[[ RECORD EXCERPTS open ]]
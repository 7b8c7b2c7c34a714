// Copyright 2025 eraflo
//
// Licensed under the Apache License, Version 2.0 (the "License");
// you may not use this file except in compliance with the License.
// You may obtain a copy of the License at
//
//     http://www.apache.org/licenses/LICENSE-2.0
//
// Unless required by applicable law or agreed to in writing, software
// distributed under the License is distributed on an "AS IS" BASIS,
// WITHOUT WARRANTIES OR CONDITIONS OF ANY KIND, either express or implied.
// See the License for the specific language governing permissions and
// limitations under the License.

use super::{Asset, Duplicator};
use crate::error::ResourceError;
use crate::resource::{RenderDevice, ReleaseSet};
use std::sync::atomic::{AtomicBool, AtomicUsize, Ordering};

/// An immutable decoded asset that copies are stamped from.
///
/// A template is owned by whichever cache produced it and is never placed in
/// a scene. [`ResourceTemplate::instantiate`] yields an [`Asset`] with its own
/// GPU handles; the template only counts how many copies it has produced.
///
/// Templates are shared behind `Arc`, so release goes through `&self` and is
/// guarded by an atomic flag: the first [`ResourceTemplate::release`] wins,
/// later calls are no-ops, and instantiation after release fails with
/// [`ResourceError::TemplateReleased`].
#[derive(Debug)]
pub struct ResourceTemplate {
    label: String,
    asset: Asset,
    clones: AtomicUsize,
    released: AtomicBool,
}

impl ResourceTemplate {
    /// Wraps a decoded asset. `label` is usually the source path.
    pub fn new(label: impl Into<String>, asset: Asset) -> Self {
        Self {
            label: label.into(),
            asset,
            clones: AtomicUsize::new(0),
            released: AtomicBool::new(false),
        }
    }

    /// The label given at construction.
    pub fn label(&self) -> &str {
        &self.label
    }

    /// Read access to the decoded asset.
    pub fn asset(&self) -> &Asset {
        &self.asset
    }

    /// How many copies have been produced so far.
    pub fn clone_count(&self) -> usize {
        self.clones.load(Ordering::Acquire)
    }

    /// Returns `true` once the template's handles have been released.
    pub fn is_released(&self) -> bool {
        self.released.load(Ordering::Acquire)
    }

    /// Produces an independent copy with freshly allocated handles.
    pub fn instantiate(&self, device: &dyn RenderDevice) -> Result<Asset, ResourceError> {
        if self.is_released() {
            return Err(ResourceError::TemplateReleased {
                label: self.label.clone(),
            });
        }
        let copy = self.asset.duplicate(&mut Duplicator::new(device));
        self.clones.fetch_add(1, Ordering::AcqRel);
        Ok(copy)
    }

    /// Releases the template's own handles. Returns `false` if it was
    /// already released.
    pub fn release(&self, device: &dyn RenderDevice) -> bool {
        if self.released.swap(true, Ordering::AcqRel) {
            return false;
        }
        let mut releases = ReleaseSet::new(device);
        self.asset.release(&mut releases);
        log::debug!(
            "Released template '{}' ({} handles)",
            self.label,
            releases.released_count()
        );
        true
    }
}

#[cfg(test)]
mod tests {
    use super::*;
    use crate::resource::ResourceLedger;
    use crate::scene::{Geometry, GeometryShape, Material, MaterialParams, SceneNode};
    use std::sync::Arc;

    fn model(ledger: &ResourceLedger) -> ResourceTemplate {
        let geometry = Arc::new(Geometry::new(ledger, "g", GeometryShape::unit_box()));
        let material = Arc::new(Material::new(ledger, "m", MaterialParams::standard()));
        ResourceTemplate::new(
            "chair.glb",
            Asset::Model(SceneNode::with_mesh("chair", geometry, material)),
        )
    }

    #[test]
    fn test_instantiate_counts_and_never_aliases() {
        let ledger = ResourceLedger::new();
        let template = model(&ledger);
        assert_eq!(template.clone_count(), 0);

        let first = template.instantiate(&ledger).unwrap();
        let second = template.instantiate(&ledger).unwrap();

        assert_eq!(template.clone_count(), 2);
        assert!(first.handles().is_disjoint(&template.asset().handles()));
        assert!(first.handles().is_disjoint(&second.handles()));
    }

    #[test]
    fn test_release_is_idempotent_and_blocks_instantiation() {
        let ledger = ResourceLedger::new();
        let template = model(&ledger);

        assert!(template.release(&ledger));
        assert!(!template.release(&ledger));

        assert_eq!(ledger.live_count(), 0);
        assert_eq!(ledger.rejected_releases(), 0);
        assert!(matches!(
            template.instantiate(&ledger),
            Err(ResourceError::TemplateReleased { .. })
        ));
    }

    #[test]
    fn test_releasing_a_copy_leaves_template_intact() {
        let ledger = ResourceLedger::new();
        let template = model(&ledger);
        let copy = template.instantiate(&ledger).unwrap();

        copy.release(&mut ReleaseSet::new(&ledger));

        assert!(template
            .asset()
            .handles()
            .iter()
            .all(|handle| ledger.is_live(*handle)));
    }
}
[[ RECORD EXCERPTS closed ]]
An unaltered copy of the listing above must form the answer.

ANSWER BOX:
repository 7b8c7b2c7c34a714
// Copyright 2025 eraflo
//
// Licensed under the Apache License, Version 2.0 (the "License");
// you may not use this file except in compliance with the License.
// You may obtain a copy of the License at
//
//     http://www.apache.org/licenses/LICENSE-2.0
//
// Unless required by applicable law or agreed to in writing, software
// distributed under the License is distributed on an "AS IS" BASIS,
// WITHOUT WARRANTIES OR CONDITIONS OF ANY KIND, either express or implied.
// See the License for the specific language governing permissions and
// limitations under the License.

use super::{Asset, Duplicator};
use crate::error::ResourceError;
use crate::resource::{RenderDevice, ReleaseSet};
use std::sync::atomic::{AtomicBool, AtomicUsize, Ordering};

/// An immutable decoded asset that copies are stamped from.
///
/// A template is owned by whichever cache produced it and is never placed in
/// a scene. [`ResourceTemplate::instantiate`] yields an [`Asset`] with its own
/// GPU handles; the template only counts how many copies it has produced.
///
/// Templates are shared behind `Arc`, so release goes through `&self` and is
/// guarded by an atomic flag: the first [`ResourceTemplate::release`] wins,
/// later calls are no-ops, and instantiation after release fails with
/// [`ResourceError::TemplateReleased`].
#[derive(Debug)]
pub struct ResourceTemplate {
    label: String,
    asset: Asset,
    clones: AtomicUsize,
    released: AtomicBool,
}

impl ResourceTemplate {
    /// Wraps a decoded asset. `label` is usually the source path.
    pub fn new(label: impl Into<String>, asset: Asset) -> Self {
        Self {
            label: label.into(),
            asset,
            clones: AtomicUsize::new(0),
            released: AtomicBool::new(false),
        }
    }

    /// The label given at construction.
    pub fn label(&self) -> &str {
        &self.label
    }

    /// Read access to the decoded asset.
    pub fn asset(&self) -> &Asset {
        &self.asset
    }

    /// How many copies have been produced so far.
    pub fn clone_count(&self) -> usize {
        self.clones.load(Ordering::Acquire)
    }

    /// Returns `true` once the template's handles have been released.
    pub fn is_released(&self) -> bool {
        self.released.load(Ordering::Acquire)
    }

    /// Produces an independent copy with freshly allocated handles.
    pub fn instantiate(&self, device: &dyn RenderDevice) -> Result<Asset, ResourceError> {
        if self.is_released() {
            return Err(ResourceError::TemplateReleased {
                label: self.label.clone(),
            });
        }
        let copy = self.asset.duplicate(&mut Duplicator::new(device));
        self.clones.fetch_add(1, Ordering::AcqRel);
        Ok(copy)
    }

    /// Releases the template's own handles. Returns `false` if it was
    /// already released.
    pub fn release(&self, device: &dyn RenderDevice) -> bool {
        if self.released.swap(true, Ordering::AcqRel) {
            return false;
        }
        let mut releases = ReleaseSet::new(device);
        self.asset.release(&mut releases);
        log::debug!(
            "Released template '{}' ({} handles)",
            self.label,
            releases.released_count()
        );
        true
    }
}

#[cfg(test)]
mod tests {
    use super::*;
    use crate::resource::ResourceLedger;
    use crate::scene::{Geometry, GeometryShape, Material, MaterialParams, SceneNode};
    use std::sync::Arc;

    fn model(ledger: &ResourceLedger) -> ResourceTemplate {
        let geometry = Arc::new(Geometry::new(ledger, "g", GeometryShape::unit_box()));
        let material = Arc::new(Material::new(ledger, "m", MaterialParams::standard()));
        ResourceTemplate::new(
            "chair.glb",
            Asset::Model(SceneNode::with_mesh("chair", geometry, material)),
        )
    }

    #[test]
    fn test_instantiate_counts_and_never_aliases() {
        let ledger = ResourceLedger::new();
        let template = model(&ledger);
        assert_eq!(template.clone_count(), 0);

        let first = template.instantiate(&ledger).unwrap();
        let second = template.instantiate(&ledger).unwrap();

        assert_eq!(template.clone_count(), 2);
        assert!(first.handles().is_disjoint(&template.asset().handles()));
        assert!(first.handles().is_disjoint(&second.handles()));
    }

    #[test]
    fn test_release_is_idempotent_and_blocks_instantiation() {
        let ledger = ResourceLedger::new();
        let template = model(&ledger);

        assert!(template.release(&ledger));
        assert!(!template.release(&ledger));

        assert_eq!(ledger.live_count(), 0);
        assert_eq!(ledger.rejected_releases(), 0);
        assert!(matches!(
            template.instantiate(&ledger),
            Err(ResourceError::TemplateReleased { .. })
        ));
    }

    #[test]
    fn test_releasing_a_copy_leaves_template_intact() {
        let ledger = ResourceLedger::new();
        let template = model(&ledger);
        let copy = template.instantiate(&ledger).unwrap();

        copy.release(&mut ReleaseSet::new(&ledger));

        assert!(template
            .asset()
            .handles()
            .iter()
            .all(|handle| ledger.is_live(*handle)));
    }
}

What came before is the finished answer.